Understanding Weights
One of the most confusing aspects of ETFs for investors new to the field — and one that plays an important role in determining performance — is the weighting of the individual components in both the underlying index and, consequently, the ETF itself. Most early ETFs, including the now 15-year-old S&P 500 tracker (SPY) and the MSCI country "baskets," were based on familiar market capitalization- based indexes, in which the weighting of the index components is determined by their market capitalization.
But that approach has, over the years, become more of the exception than the rule. The following outlines some of the most widely used ETF weighting strategies and how they impact performance:
Capitalization and/or modified capitalization weighting: In this method, component selection is proportional to the capitalization of the underlying stocks, and performance tends to be driven by the more heavily weighted stocks. For example, Exxon-Mobil (XOM) accounts for more than 4% of SPY; it can, by itself, move the ETF by as much as the combined effect of Apple (AAPL), Google (GOOG), Schlumberger (SLB) and Verizon (VZ).
Modified cap weighting is often used in ETFs representing a "subsector" of a broader cap-weighted index. It prevents a few large-cap holdings from overwhelming an index’s mostly mid- and small-cap names. In the S&P Homebuilders ETF (XHB), retailers The Home Depot (HD) and Lowes (L) would, were it not for the weighting cap, account for about 70% of the ETF.
Equal and/or modified equal weighting: As the name implies, equally weighted ETFs divide holdings equally, by percentage of NAV, among its holdings. The Rydex S&P 500 Equal Weight ETF (RSP) has just .25% of its assets invested in Exxon-Mobil, meaning that moves in that individual stock have no discernable impact on the ETF's movement.
Modified equal weighting, used especially in ETFs with fewer than 50 holdings, is a concept that gives indexers a degree of freedom in meeting a focused investment objective, while meeting regulatory demands for diversification and, in some cases, addressing such questions as the market liquidity of individual components. The impact of this weighting methodology can significantly affect the performance of the ETF, and investors need to understand this on a product-by-product basis.
Factor weighting: One of the most significant recent developments in ETFs is the creation of funds that weight their components based on specific financial attributes to deliver proper market exposure rather than use cap weighting. For example, the PowerShares FTSE-RAFI series of broad-market and sector ETFs are designed to track indexes that select and weight components based on book value, cash flow, sales and dividends.

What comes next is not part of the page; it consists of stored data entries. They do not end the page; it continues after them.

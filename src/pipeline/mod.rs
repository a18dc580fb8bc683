//! The firmware build pipeline.
//!
//! Wires the build steps into a [`TaskGraph`]:
//!
//! ```text
//! make-build-dir ─┬─ fetch-runtime ─ get-libs ─┐
//!                 ├─ bundle ───────────────────┴─ cppify ──┐
//!                 ├─ generate-pins ─┐                      │
//!                 ├─ discover ──────┴─ codegen ────────────┼─ compile
//!                 └─ build-files ──────────────────────────┘
//! ```
//!
//! `fetch-runtime` and `get-libs` are left out when `prepare_runtime` is off, and
//! `fetch-runtime` does nothing when the runtime checkout already exists.
//!
//! Steps only communicate through files in the build directory. In particular the
//! extension list is written to `extensions.json` by `discover` and read back by
//! `codegen` and `compile`, and the pin table is read from `out/pins.js`.

mod clean;

pub use clean::{CleanScope, clean};

use anyhow::{Context, Result};
use std::sync::Arc;
use std::time::Instant;

use crate::config::BuildConfig;
use crate::constants::JS_OUT_DIR;
use crate::core::FwError;
use crate::discovery;
use crate::graph::{BuildGraph, BuildReport, Scheduler, TaskGraph, TaskKind, TaskNode};
use crate::manifest::ExtensionSet;
use crate::pins::load_pins;
use crate::templating::{
    BuildFilesContext, IGNORE_FILE_TEMPLATE, MAIN_SOURCE_TEMPLATE, MAKEFILE_TEMPLATE,
    NATIVE_LIBRARIES_TEMPLATE, RenderContext, TemplateRenderer,
};
use crate::utils::{ensure_dir, normalize_path_for_storage};

pub const MAKE_BUILD_DIR: &str = "make-build-dir";
pub const BUILD_FILES: &str = "build-files";
pub const FETCH_RUNTIME: &str = "fetch-runtime";
pub const GET_LIBS: &str = "get-libs";
pub const BUNDLE: &str = "bundle";
pub const GENERATE_PINS: &str = "generate-pins";
pub const DISCOVER: &str = "discover";
pub const CPPIFY: &str = "cppify";
pub const CODEGEN: &str = "codegen";
pub const COMPILE: &str = "compile";

/// Builds and validates the task graph for `config`.
///
/// Tool argument templates are expanded once up front so a bad `[tools]` entry is
/// reported before anything runs.
pub fn build_graph(config: Arc<BuildConfig>) -> Result<BuildGraph> {
    validate_tools(&config)?;

    let renderer = Arc::new(TemplateRenderer::new(config.template_dir.clone()));
    let mut graph = TaskGraph::new();

    graph.add_task(make_build_dir_task(Arc::clone(&config)))?;
    graph.add_task(build_files_task(Arc::clone(&config), Arc::clone(&renderer)))?;
    if config.prepare_runtime {
        graph.add_task(fetch_runtime_task(Arc::clone(&config)))?;
        graph.add_task(get_libs_task(Arc::clone(&config)))?;
    }
    graph.add_task(bundle_task(Arc::clone(&config)))?;
    if config.pins {
        graph.add_task(generate_pins_task(Arc::clone(&config)))?;
    }
    graph.add_task(discover_task(Arc::clone(&config)))?;
    graph.add_task(cppify_task(Arc::clone(&config)))?;
    graph.add_task(codegen_task(Arc::clone(&config), renderer))?;
    graph.add_task(compile_task(config))?;

    Ok(graph.build()?)
}

/// Task ids in an order the build could run them.
pub fn plan(config: Arc<BuildConfig>) -> Result<Vec<String>> {
    Ok(build_graph(config)?.topological_order())
}

/// Runs the full build.
pub async fn build(config: BuildConfig, show_progress: bool) -> Result<BuildReport> {
    let start = Instant::now();
    let config = Arc::new(config);
    tracing::info!(
        target: "pipeline",
        "Building {} for {} ({})",
        config.package_name,
        config.target,
        config.toolchain
    );

    let graph = build_graph(Arc::clone(&config))?;
    let report = Scheduler::new(config.max_parallel)
        .with_progress(show_progress)
        .execute(graph)
        .await?;

    tracing::info!(
        target: "pipeline",
        "Build finished in {:.2}s, compiler log at {}",
        start.elapsed().as_secs_f64(),
        config.build_log_path().display()
    );
    Ok(report)
}

fn validate_tools(config: &BuildConfig) -> Result<(), FwError> {
    let values = config.placeholders().scalar("extras", "").list("sources", Vec::new());
    let tools = &config.tools;
    let mut checked = vec![
        ("bundler", &tools.bundler),
        ("converter", &tools.converter),
        ("pin_generator", &tools.pin_generator),
        ("compiler", &tools.compiler),
    ];
    if config.prepare_runtime {
        checked.push(("runtime_fetch", &tools.runtime_fetch));
        checked.push(("runtime_libs", &tools.runtime_libs));
    }
    for (name, tool) in checked {
        tool.expand(&values).map_err(|e| FwError::ConfigError {
            message: format!("tools.{name}: {e}"),
        })?;
    }
    Ok(())
}

fn make_build_dir_task(config: Arc<BuildConfig>) -> TaskNode {
    TaskNode::new(MAKE_BUILD_DIR, TaskKind::Filesystem, move || async move {
        for dir in [config.build_dir.clone(), config.js_dir(), config.source_dir()] {
            ensure_dir(&dir)?;
        }
        Ok(())
    })
}

fn build_files_task(config: Arc<BuildConfig>, renderer: Arc<TemplateRenderer>) -> TaskNode {
    let makefile = config.build_dir.join(MAKEFILE_TEMPLATE);
    let ignore_file = config.build_dir.join(IGNORE_FILE_TEMPLATE);
    TaskNode::new(BUILD_FILES, TaskKind::Render, move || async move {
        let context = BuildFilesContext {
            target: config.target.clone(),
            toolchain: config.toolchain.clone(),
            runtime_dir: normalize_path_for_storage(&config.runtime_dir),
            source_dir: normalize_path_for_storage(config.source_dir()),
            js_data_dir: normalize_path_for_storage(config.js_data_dir()),
            ignored: vec![JS_OUT_DIR.to_string()],
        };
        for template in [MAKEFILE_TEMPLATE, IGNORE_FILE_TEMPLATE] {
            renderer.render_to_file(template, &config.build_dir.join(template), &context)?;
        }
        Ok(())
    })
    .depends_on(MAKE_BUILD_DIR)
    .output(makefile)
    .output(ignore_file)
}

fn fetch_runtime_task(config: Arc<BuildConfig>) -> TaskNode {
    let output = config.runtime_dir.clone();
    TaskNode::new(FETCH_RUNTIME, TaskKind::Process, move || async move {
        if config.runtime_dir.exists() {
            tracing::info!(
                target: "pipeline",
                "Using existing runtime checkout at {}",
                config.runtime_dir.display()
            );
            return Ok(());
        }

        config
            .tools
            .runtime_fetch
            .command(&config.placeholders(), FETCH_RUNTIME)?
            .current_dir(&config.build_dir)
            .execute_success()
            .await?;

        if !config.runtime_dir.is_dir() {
            return Err(FwError::FileSystemError {
                operation: "runtime fetch left no checkout".to_string(),
                path: config.runtime_dir.display().to_string(),
            }
            .into());
        }
        Ok(())
    })
    .depends_on(MAKE_BUILD_DIR)
    .output(output)
}

fn get_libs_task(config: Arc<BuildConfig>) -> TaskNode {
    TaskNode::new(GET_LIBS, TaskKind::Process, move || async move {
        config
            .tools
            .runtime_libs
            .command(&config.placeholders(), GET_LIBS)?
            .current_dir(&config.build_dir)
            .execute_success()
            .await
    })
    .depends_on(FETCH_RUNTIME)
}

fn bundle_task(config: Arc<BuildConfig>) -> TaskNode {
    let output = config.bundle_path();
    TaskNode::new(BUNDLE, TaskKind::Process, move || async move {
        if !config.entry.is_file() {
            return Err(FwError::UsageError {
                message: format!("entry script {} does not exist", config.entry.display()),
            }
            .into());
        }
        config
            .tools
            .bundler
            .command(&config.placeholders(), BUNDLE)?
            .current_dir(&config.project_dir)
            .execute_success()
            .await
    })
    .depends_on(MAKE_BUILD_DIR)
    .output(output)
}

fn generate_pins_task(config: Arc<BuildConfig>) -> TaskNode {
    let output = config.pins_path();
    TaskNode::new(GENERATE_PINS, TaskKind::Process, move || async move {
        config
            .tools
            .pin_generator
            .command(&config.placeholders(), GENERATE_PINS)?
            .current_dir(config.js_dir())
            .execute_success()
            .await?;

        let pins = config.pins_path();
        if !pins.is_file() {
            return Err(FwError::PinReadError {
                path: pins.display().to_string(),
                reason: "the pin generator did not write it".to_string(),
            }
            .into());
        }
        Ok(())
    })
    .depends_on(MAKE_BUILD_DIR)
    .output(output)
}

fn discover_task(config: Arc<BuildConfig>) -> TaskNode {
    let output = config.extensions_path();
    TaskNode::new(DISCOVER, TaskKind::Discovery, move || async move {
        let extensions = discovery::discover(&config.discovery).await?;
        extensions.save(&config.extensions_path())
    })
    .depends_on(MAKE_BUILD_DIR)
    .output(output)
}

fn cppify_task(config: Arc<BuildConfig>) -> TaskNode {
    let output = config.js_data_dir();
    let after_runtime = config.prepare_runtime;
    let node = TaskNode::new(CPPIFY, TaskKind::Process, move || async move {
        ensure_dir(&config.js_data_dir())?;
        config
            .tools
            .converter
            .command(&config.placeholders(), CPPIFY)?
            .current_dir(&config.build_dir)
            .execute_success()
            .await
    })
    .depends_on(BUNDLE)
    .output(output);

    if after_runtime { node.depends_on(GET_LIBS) } else { node }
}

fn codegen_task(config: Arc<BuildConfig>, renderer: Arc<TemplateRenderer>) -> TaskNode {
    let source_dir = config.source_dir();
    let with_pins = config.pins;
    let node = TaskNode::new(CODEGEN, TaskKind::Render, move || async move {
        let extensions = load_extensions(&config)?;
        let pins = if config.pins { Some(load_pins(&config.pins_path())?) } else { None };
        let context = RenderContext::new(extensions.as_slice().to_vec(), pins);

        let source_dir = config.source_dir();
        for template in [NATIVE_LIBRARIES_TEMPLATE, MAIN_SOURCE_TEMPLATE] {
            renderer.render_to_file(template, &source_dir.join(template), &context)?;
        }
        Ok(())
    })
    .depends_on(DISCOVER)
    .output(source_dir.join(NATIVE_LIBRARIES_TEMPLATE))
    .output(source_dir.join(MAIN_SOURCE_TEMPLATE));

    if with_pins { node.depends_on(GENERATE_PINS) } else { node }
}

fn compile_task(config: Arc<BuildConfig>) -> TaskNode {
    let output = config.build_log_path();
    TaskNode::new(COMPILE, TaskKind::Process, move || async move {
        let extensions = load_extensions(&config)?;

        let mut sources = extensions.source_dirs();
        if let Some(extras) = &config.native_extras {
            sources.push(normalize_path_for_storage(extras));
        }

        let values = config
            .placeholders()
            .scalar("extras", sources.join(":"))
            .list("sources", sources);

        config
            .tools
            .compiler
            .command(&values, COMPILE)?
            .current_dir(&config.build_dir)
            .log_to(config.build_log_path())
            .execute_success()
            .await
    })
    .depends_on(CPPIFY)
    .depends_on(CODEGEN)
    .depends_on(BUILD_FILES)
    .output(output)
}

fn load_extensions(config: &BuildConfig) -> Result<ExtensionSet> {
    let path = config.extensions_path();
    ExtensionSet::load(&path)
        .with_context(|| format!("Extension list {} is unreadable; run discovery again", path.display()))
}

The latest ETF weighting approaches are too new to have been tested through a complete market cycle and remain controversial. While they are supported by some academic and quasi-academic studies and show impressive hypothetical performance, supporters of traditional cap weighting dismiss them as fads. Unfortunately for prospective investors, it's an intensely partisan debate whose resolution lies far in the future. Stay tuned.
Investing in ETFs and ETNs involves risks similar to those with any other exchange-listed investment, including possible losses. Shares are not FDIC insured, may lose value and have no bank guarantee. Before investing in ETFs or ETNs, investors should carefully review available documents, including risk disclosures and other disclaimers included in the products’ prospectuses, and assess their suitability for their own financial circumstances.